After theta(x0) has been computed we have Q(x0) is a subfield (identify x0 and theta(x0) here) of Q(x,y) with index 2. If y is not an element of Q(x0) then take y0=y, otherwise take y0=x. Now y0 is of degree 2 over Q(x0), but the algebraic relation between x0 and y0 is not yet of the form y0^2=polynomial in x0 of degree 3. Compute the relation between y0 and x0 as follows (here we assume y0=y, but the case y0=x can be done in the same way): substitute(y=y0, Res_x( f , numerator( x0 - theta(x0) )) ) Here x0 is used as a variable and theta(x0) is now written as element of Q(x,y). Now add an element of Q(x0) to y0 such that the relation becomes: y0^2=rational function in x0. Then multiply y0 by a suitable element of Q(x0) such that the relation becomes y0^2=polynomial in x0 of degree 3.
This approach didn't give a speedup in the test examples that I used, but the difference in speed was small. Maybe this approach would be better if I'd used the "first reduce the number of variables by a substitution before doing a resultant computation" trick.
Note that this approach gives rise to a different method of computing theta^{-1}(y). Because we start with y0=y and keep adapting y0 until we get y0^2=polynomial in x0 of degree 3. This gives a method for expressing y as a polynomial in y0 and x0 by keeping track of the changes that are made to y0 to obtain the form y0^2=polynomial in x0 of degree 3. The method works unless theta^{-1}(y) is an element of Q(x0), but one can write a different method to treat this special case. In the same way theta^{-1}(x) can be computed.
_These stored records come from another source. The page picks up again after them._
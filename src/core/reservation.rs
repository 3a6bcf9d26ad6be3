//! Reservations
//!
//! A `Reservation` is the in-flight hold on a set of ticket units while the
//! buyer is being charged. It is never persisted: it either completes into an
//! order or is cancelled, returning its units to the pool.
//!
//! # Lifecycle
//!
//! ```text
//! Held --complete--> Completed
//! Held --cancel----> Cancelled
//! ```
//!
//! A reservation dropped while still held is cancelled.

use super::code_generator::OrderCodes;
use super::traits::{OrderStore, TicketPool};
use crate::billing::{Charge, PaymentGateway};
use crate::types::{Cents, ConcertId, Order, OrderTicket, TicketId, TicketUnit, TicketingError};
use std::fmt;
use tracing::{debug, error};
use uuid::Uuid;

/// Attempts at drawing an unused confirmation number
pub const MAX_CONFIRMATION_ATTEMPTS: usize = 5;

#[derive(Debug, Clone, Copy, PartialEq, Eq)]
pub enum ReservationState {
    Held,
    Completed,
    Cancelled,
}

impl fmt::Display for ReservationState {
    fn fmt(&self, f: &mut fmt::Formatter<'_>) -> fmt::Result {
        let name = match self {
            ReservationState::Held => "held",
            ReservationState::Completed => "completed",
            ReservationState::Cancelled => "cancelled",
        };
        f.write_str(name)
    }
}

/// Tickets held for one buyer
pub struct Reservation<'a, P: TicketPool, O: OrderStore> {
    pool: &'a P,
    orders: &'a O,
    codes: &'a OrderCodes,
    concert_id: ConcertId,
    tickets: Vec<TicketUnit>,
    email: String,
    /// Ticket price when the units were reserved
    unit_price: Cents,
    state: ReservationState,
}

impl<'a, P: TicketPool, O: OrderStore> Reservation<'a, P, O> {
    /// Wrap units already reserved in `pool`
    pub(crate) fn new(
        pool: &'a P,
        orders: &'a O,
        codes: &'a OrderCodes,
        concert_id: ConcertId,
        tickets: Vec<TicketUnit>,
        email: &str,
        unit_price: Cents,
    ) -> Self {
        Reservation {
            pool,
            orders,
            codes,
            concert_id,
            tickets,
            email: email.to_string(),
            unit_price,
            state: ReservationState::Held,
        }
    }

    pub fn concert_id(&self) -> ConcertId {
        self.concert_id
    }

    pub fn tickets(&self) -> &[TicketUnit] {
        &self.tickets
    }

    pub fn email(&self) -> &str {
        &self.email
    }

    pub fn state(&self) -> ReservationState {
        self.state
    }

    /// Unit price times the number of held tickets
    ///
    /// # Errors
    ///
    /// Returns `ArithmeticOverflow` if the product does not fit in `Cents`.
    pub fn total_cost(&self) -> Result<Cents, TicketingError> {
        let quantity = self.tickets.len();
        Cents::try_from(quantity)
            .ok()
            .and_then(|count| self.unit_price.checked_mul(count))
            .ok_or_else(|| {
                TicketingError::arithmetic_overflow("total cost", self.unit_price, quantity)
            })
    }

    /// Charge the buyer and turn the held tickets into an order
    ///
    /// An unused confirmation number is secured before the charge. The order
    /// is persisted before its tickets are claimed; if the claim fails the
    /// order is removed again. On a failed charge the reservation stays held
    /// and the caller decides whether to cancel.
    ///
    /// # Errors
    ///
    /// - `ReservationClosed` if the reservation was already completed or cancelled
    /// - `PaymentFailed` from the gateway
    /// - `ArithmeticOverflow` from [`Reservation::total_cost`]
    /// - `DuplicateConfirmationNumber` if no unused confirmation number could be
    ///   drawn; nothing is charged in that case
    /// - `TicketsNotReserved` if a held unit was released behind our back
    pub fn complete(
        &mut self,
        gateway: &dyn PaymentGateway,
        payment_token: &str,
    ) -> Result<Order, TicketingError> {
        if self.state != ReservationState::Held {
            return Err(TicketingError::ReservationClosed {
                concert_id: self.concert_id,
                state: self.state.to_string(),
            });
        }

        let amount = self.total_cost()?;
        // Nobody is charged unless an unused confirmation number exists
        let confirmation_number = self.unused_confirmation_number()?;
        let charge = gateway.charge(amount, payment_token)?;

        let order = match self.persist_order(confirmation_number, &charge) {
            Ok(order) => order,
            Err(e) => {
                error!(
                    concert_id = self.concert_id,
                    amount = charge.amount,
                    error = %e,
                    "Charged purchase could not be recorded"
                );
                return Err(e);
            }
        };
        if let Err(e) = self.claim_tickets(&order) {
            self.orders.remove(&order.confirmation_number);
            error!(
                concert_id = self.concert_id,
                amount = charge.amount,
                error = %e,
                "Charged purchase could not claim its tickets"
            );
            return Err(e);
        }

        self.state = ReservationState::Completed;
        Ok(order)
    }

    /// Release every held ticket
    ///
    /// Only a held reservation releases anything; a completed reservation
    /// keeps its tickets sold. Returns the number of units released.
    pub fn cancel(&mut self) -> usize {
        if self.state != ReservationState::Held {
            return 0;
        }

        let ids: Vec<TicketId> = self.tickets.iter().map(|ticket| ticket.id).collect();
        let released = self.pool.release(self.concert_id, &ids);
        self.state = ReservationState::Cancelled;

        debug!(
            concert_id = self.concert_id,
            released, "Reservation cancelled"
        );
        released
    }

    /// Draw a confirmation number no stored order holds yet
    fn unused_confirmation_number(&self) -> Result<String, TicketingError> {
        let mut candidate = self.codes.confirmation_numbers.generate();
        let mut attempt = 1;
        while self.orders.find_by_confirmation_number(&candidate).is_some() {
            if attempt == MAX_CONFIRMATION_ATTEMPTS {
                return Err(TicketingError::DuplicateConfirmationNumber {
                    confirmation_number: candidate,
                });
            }
            debug!(confirmation_number = %candidate, attempt, "Confirmation number taken, drawing another");
            candidate = self.codes.confirmation_numbers.generate();
            attempt += 1;
        }

        Ok(candidate)
    }

    /// Insert the order under `confirmation_number`
    ///
    /// Another purchase may take the number between the check and the insert;
    /// fresh numbers are drawn in that case.
    fn persist_order(
        &self,
        confirmation_number: String,
        charge: &Charge,
    ) -> Result<Order, TicketingError> {
        let order_id = Uuid::new_v4();
        let tickets: Vec<OrderTicket> = self
            .tickets
            .iter()
            .map(|ticket| OrderTicket {
                id: ticket.id,
                code: self.codes.ticket_codes.generate(),
            })
            .collect();

        let mut confirmation_number = confirmation_number;
        let mut attempt = 1;
        loop {
            let order = Order::for_tickets(
                order_id,
                self.concert_id,
                confirmation_number,
                tickets.clone(),
                &self.email,
                charge,
            );

            match self.orders.insert(order.clone()) {
                Ok(()) => return Ok(order),
                Err(TicketingError::DuplicateConfirmationNumber {
                    confirmation_number: taken,
                }) if attempt < MAX_CONFIRMATION_ATTEMPTS => {
                    debug!(confirmation_number = %taken, attempt, "Confirmation number taken, retrying");
                    confirmation_number = self.codes.confirmation_numbers.generate();
                    attempt += 1;
                }
                Err(e) => return Err(e),
            }
        }
    }

    fn claim_tickets(&self, order: &Order) -> Result<Vec<TicketUnit>, TicketingError> {
        let claims: Vec<(TicketId, String)> = order
            .tickets
            .iter()
            .map(|ticket| (ticket.id, ticket.code.clone()))
            .collect();
        self.pool.claim(self.concert_id, &claims, order.id)
    }
}

impl<P: TicketPool, O: OrderStore> Drop for Reservation<'_, P, O> {
    fn drop(&mut self) {
        self.cancel();
    }
}

impl<P: TicketPool, O: OrderStore> fmt::Debug for Reservation<'_, P, O> {
    fn fmt(&self, f: &mut fmt::Formatter<'_>) -> fmt::Result {
        f.debug_struct("Reservation")
            .field("concert_id", &self.concert_id)
            .field("tickets", &self.tickets.len())
            .field("email", &self.email)
            .field("unit_price", &self.unit_price)
            .field("state", &self.state)
            .finish()
    }
}
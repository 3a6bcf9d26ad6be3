//! Processing strategy module for purchase replays
//!
//! This module defines the Strategy pattern for complete replay pipelines:
//! loading the concert catalog, driving every purchase request through the
//! inventory service, and writing the inventory report. This allows different
//! processing implementations (sequential, concurrent batch) to be selected at
//! runtime.

use crate::billing::PaymentGateway;
use crate::cli::StrategyType;
use crate::core::{ConcertCatalog, ConcertInventoryService, OrderStore, TicketPool};
use crate::io::{ConcertCsvRecord, ConcertEntry, InventoryRow, SyncReader};
use crate::types::{Order, PurchaseRequest, TicketingError};
use std::io::Write;
use std::path::Path;
use std::sync::Arc;
use tracing::{info, warn};

pub mod r#async;
pub mod sync;

pub use self::r#async::{AsyncProcessingStrategy, BatchConfig};
pub use sync::SyncProcessingStrategy;

/// Processing strategy trait for complete replay pipelines
///
/// Each strategy reads the concerts and purchases files, processes every
/// purchase through the inventory service, and writes the final inventory
/// report to output.
pub trait ProcessingStrategy: Send + Sync {
    /// Replay purchases and write the inventory report
    ///
    /// # Arguments
    ///
    /// * `concerts_path` - CSV file with the concert catalog
    /// * `purchases_path` - CSV file with purchase requests
    /// * `output` - Writer receiving the inventory report
    ///
    /// # Returns
    ///
    /// * `Ok(orders)` with every order placed, once all requests were handled
    /// * `Err(String)` if a fatal error occurred (file not found, I/O error, etc.)
    ///
    /// # Errors
    ///
    /// Returns an error if:
    /// - An input file cannot be opened
    /// - The report cannot be written
    ///
    /// Failed purchases and unusable rows are logged and do not stop processing.
    fn process(
        &self,
        concerts_path: &Path,
        purchases_path: &Path,
        output: &mut dyn Write,
    ) -> Result<Vec<Order>, String>;
}

/// Create a processing strategy based on the specified strategy type
///
/// # Arguments
///
/// * `strategy_type` - The type of processing strategy to create (Sync or Async)
/// * `config` - Optional batch configuration (ignored for sync)
/// * `gateway` - Gateway charged for every purchase
///
/// # Returns
///
/// A boxed trait object implementing the ProcessingStrategy trait
pub fn create_strategy(
    strategy_type: StrategyType,
    config: Option<BatchConfig>,
    gateway: Arc<dyn PaymentGateway>,
) -> Box<dyn ProcessingStrategy> {
    match strategy_type {
        StrategyType::Sync => Box::new(SyncProcessingStrategy::new(gateway)),
        StrategyType::Async => {
            let config = config.unwrap_or_default();
            Box::new(AsyncProcessingStrategy::new(config, gateway))
        }
    }
}

/// Read the concerts file into a catalog
///
/// Concerts flagged as published are published through `service`, which
/// creates their ticket units. Invalid rows and repeated ids are skipped.
pub(crate) fn load_catalog<P: TicketPool, O: OrderStore>(
    path: &Path,
    service: &ConcertInventoryService<P, O>,
) -> Result<ConcertCatalog, String> {
    let reader = SyncReader::<ConcertCsvRecord>::new(path)?;
    let mut catalog = ConcertCatalog::new();

    for result in reader {
        match result {
            Ok(ConcertEntry {
                mut concert,
                published,
            }) => {
                if catalog.get(concert.id).is_some() {
                    warn!(concert_id = concert.id, "Duplicate concert id, row skipped");
                    continue;
                }
                if published {
                    if let Err(e) = service.publish(&mut concert) {
                        warn!(concert_id = concert.id, error = %e, "Concert not published");
                    }
                }
                catalog.insert(concert);
            }
            Err(e) => warn!(error = %e, "Skipping concert row"),
        }
    }

    info!(concerts = catalog.len(), "Catalog loaded");
    Ok(catalog)
}

/// One report row per catalog concert
pub(crate) fn inventory_report<P: TicketPool, O: OrderStore>(
    catalog: &ConcertCatalog,
    service: &ConcertInventoryService<P, O>,
) -> Vec<InventoryRow> {
    catalog
        .iter()
        .map(|concert| InventoryRow {
            concert_id: concert.id,
            title: concert.title.clone(),
            published: concert.is_published(),
            counts: service.inventory_counts(concert.id),
            revenue: service.revenue_in_cents(concert.id),
        })
        .collect()
}

pub(crate) fn log_failed_purchase(request: &PurchaseRequest, error: &TicketingError) {
    warn!(
        concert_id = request.concert_id,
        email = %request.email,
        quantity = request.ticket_quantity,
        error = %error,
        "Purchase rejected"
    );
}
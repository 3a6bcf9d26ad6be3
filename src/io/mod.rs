//! I/O module
//!
//! Handles CSV parsing and output.
//!
//! # Components
//!
//! - `csv_format` - CSV format handling (row conversion, report and order serialization)
//! - `sync_reader` - Synchronous CSV reader with iterator interface
//! - `async_reader` - Asynchronous CSV reader with batch reading interface

pub mod async_reader;
pub mod csv_format;
pub mod sync_reader;

pub use async_reader::AsyncReader;
pub use csv_format::{
    write_inventory_csv, write_orders_csv, ConcertCsvRecord, ConcertEntry, CsvRow, InventoryRow,
    PurchaseCsvRecord,
};
pub use sync_reader::SyncReader;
Computation of theta^{-1}(x)
Abbreviate theta^{-1}(x) as xv. In the generic case xv is algebraic of degree 2 over Q(x0) and algebraic of degree 3 over Q(y0). So the two minimum polynomials m2 and m3 have degree 2 and 3 in xv. Compute remainder(m3,m2) as a polynomial in xv. This remainder will be a polynomial in Q(x0,y0)[xv] of degree 1 in xv. Solving it gives xv. However, this turns out to be slow. Solving this 1'st degree equation comes down to a division of two large elements of Q(x0,y0) which costs a lot of time. The current version of IntBasis doesn't compute m3 anymore. Instead it computes two roots of m2 in Q(x0,y0) and checks which of these two is xv.